Before making the moves to leave, I made one last attempt at connecting with the faculty by emailing Rebecca Schneider, chair of the department. She suggested taking classes in performance theory, and applying for funds to start my own theatre group. This was arguably good advice, but an unlikely feat for someone who felt excluded from and disillusioned by Brown theatre at large. A few days later, John Emigh, who had been included in the e-mail by Rebecca, wrote to me:

Jing, I enjoyed your work last year a great deal. Drop by office hours sometime (Tues 1:30-3:30) if you wish to explore what is already here. And I’d love to hear what you feel is missing. John

I went to his office, and waited outside for the full hour while he was talking to someone else. As I got up to go to class, John called me through the open crack of his door.
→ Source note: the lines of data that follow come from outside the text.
//! Diff generation for audit logging
//!
//! Produces the one-line change summaries stored with update entries.

use serde_json::Value;

/// Summarize top-level field changes between two JSON values
pub fn generate_diff(before: &Value, after: &Value) -> Option<String> {
    match (before, after) {
        (Value::Object(before_obj), Value::Object(after_obj)) => {
            let mut changes = Vec::new();

            for (key, before_val) in before_obj {
                match after_obj.get(key) {
                    Some(after_val) if after_val != before_val => changes.push(format!(
                        "{}: {} -> {}",
                        key,
                        format_value(before_val),
                        format_value(after_val)
                    )),
                    Some(_) => {}
                    None => changes.push(format!(
                        "{}: {} -> (removed)",
                        key,
                        format_value(before_val)
                    )),
                }
            }

            for (key, after_val) in after_obj {
                if !before_obj.contains_key(key) {
                    changes.push(format!("{}: (added) -> {}", key, format_value(after_val)));
                }
            }

            (!changes.is_empty()).then(|| changes.join(", "))
        }
        _ => (before != after)
            .then(|| format!("{} -> {}", format_value(before), format_value(after))),
    }
}

fn format_value(value: &Value) -> String {
    match value {
        Value::String(s) if s.chars().count() > 50 => {
            let head: String = s.chars().take(47).collect();
            format!("\"{}...\"", head)
        }
        Value::Array(arr) => format!("[{} items]", arr.len()),
        Value::Object(obj) => format!("{{{} fields}}", obj.len()),
        other => other.to_string(),
    }
}
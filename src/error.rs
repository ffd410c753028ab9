//! Custom error types for HourlyBuys
//!
//! This module defines the error hierarchy for the application using thiserror
//! for ergonomic error definitions.

use thiserror::Error;

/// The main error type for HourlyBuys operations
#[derive(Error, Debug)]
pub enum HourlyBuysError {
    /// Configuration-related errors
    #[error("Configuration error: {0}")]
    Config(String),

    /// File I/O errors
    #[error("I/O error: {0}")]
    Io(String),

    /// JSON serialization/deserialization errors
    #[error("JSON error: {0}")]
    Json(String),

    /// Validation errors for user input and data models
    #[error("Validation error: {0}")]
    Validation(String),

    /// Entity not found errors
    #[error("{entity_type} not found: {identifier}")]
    NotFound {
        entity_type: &'static str,
        identifier: String,
    },

    /// Duplicate entity errors
    #[error("{entity_type} already exists: {identifier}")]
    Duplicate {
        entity_type: &'static str,
        identifier: String,
    },

    /// Attempt to remove one of the built-in products
    #[error("'{0}' is a default product and cannot be removed")]
    ProtectedProduct(String),

    /// The price-check service failed
    #[error("Price check failed: {0}")]
    PriceCheck(String),

    /// The price-check service is overloaded or down
    #[error("Price check service unavailable: {0}")]
    PriceCheckUnavailable(String),

    /// Storage errors
    #[error("Storage error: {0}")]
    Storage(String),

    /// Export errors
    #[error("Export error: {0}")]
    Export(String),
}

impl HourlyBuysError {
    /// Create a "not found" error for products
    pub fn product_not_found(identifier: impl Into<String>) -> Self {
        Self::NotFound {
            entity_type: "Product",
            identifier: identifier.into(),
        }
    }

    /// Create a "not found" error for history entries
    pub fn history_entry_not_found(identifier: impl Into<String>) -> Self {
        Self::NotFound {
            entity_type: "History entry",
            identifier: identifier.into(),
        }
    }

    /// Check if this is a "not found" error
    pub fn is_not_found(&self) -> bool {
        matches!(self, Self::NotFound { .. })
    }

    /// Check if this is a validation error
    pub fn is_validation(&self) -> bool {
        matches!(self, Self::Validation(_))
    }

    /// Check if this came from the price-check service
    pub fn is_price_check(&self) -> bool {
        matches!(self, Self::PriceCheck(_) | Self::PriceCheckUnavailable(_))
    }
}

impl From<std::io::Error> for HourlyBuysError {
    fn from(err: std::io::Error) -> Self {
        Self::Io(err.to_string())
    }
}

impl From<serde_json::Error> for HourlyBuysError {
    fn from(err: serde_json::Error) -> Self {
        Self::Json(err.to_string())
    }
}

/// Result type alias for HourlyBuys operations
pub type HourlyBuysResult<T> = Result<T, HourlyBuysError>;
“Why are you leaving?” he said.

“I have class.”

“You should have told me,” he said with apparent disappointment. “Come back later and we’ll talk. There is a place for you.”

Those last words not only melted a lump in my throat, but planted me so firmly in the theatre that I have not been able to leave ever since. Six department productions later, I cannot but believe that John’s words literally and figuratively created space for me to explore and grow. It has never been something I take for granted, and I am grateful for all the opportunities I got to learn.

While in rehearsals for Peer Gynt, I remember being puzzled by the lack of concrete directing notes from John. However, during idle offstage time — which my fellow older actors spent gabbing or doing work in the green-room — I would often sit in the audience of Stuart theatre, just to be in his presence. When we were let out at the end of the night, usually around 11:15 p.m., I was always the last to leave. Lingering, I’d watch him turn on the ghost light and listen to his muttering, which probably made more sense to him than to me. That semester, my grades did suffer, but I gained something that I probably have yet to realize to its fullest power. For all that has been said, and left unsaid, Thank You John.

Daniel Alexander Jones, MA ‘93, lucidly invokes the influence and metaphysics of John Emigh: “When I think of John, I think of physics and metaphysics. John is a person to me, who has the ability to open portals between dimensions. Just the way that I look up to Orion, and I remember that I am part of something larger, when I’m in John’s presence I feel that I am trembling at the edge of the time that I am in, the space that I am in; things wobble. John is not walking around like a holy man, he is a regular person, full of humor, full of kindness, which is one of his great tools of teaching. Patience. But the patience I think stems from that John is able to see, trans-temporally. He is able to look at someone when they are stuck and see them when they will be unstuck; to abide in the moment of stuck-ness and be patient. He is able to look at someone who is free, and to look back in time to a point when they were not free, and honor the journey that they’ve been through.”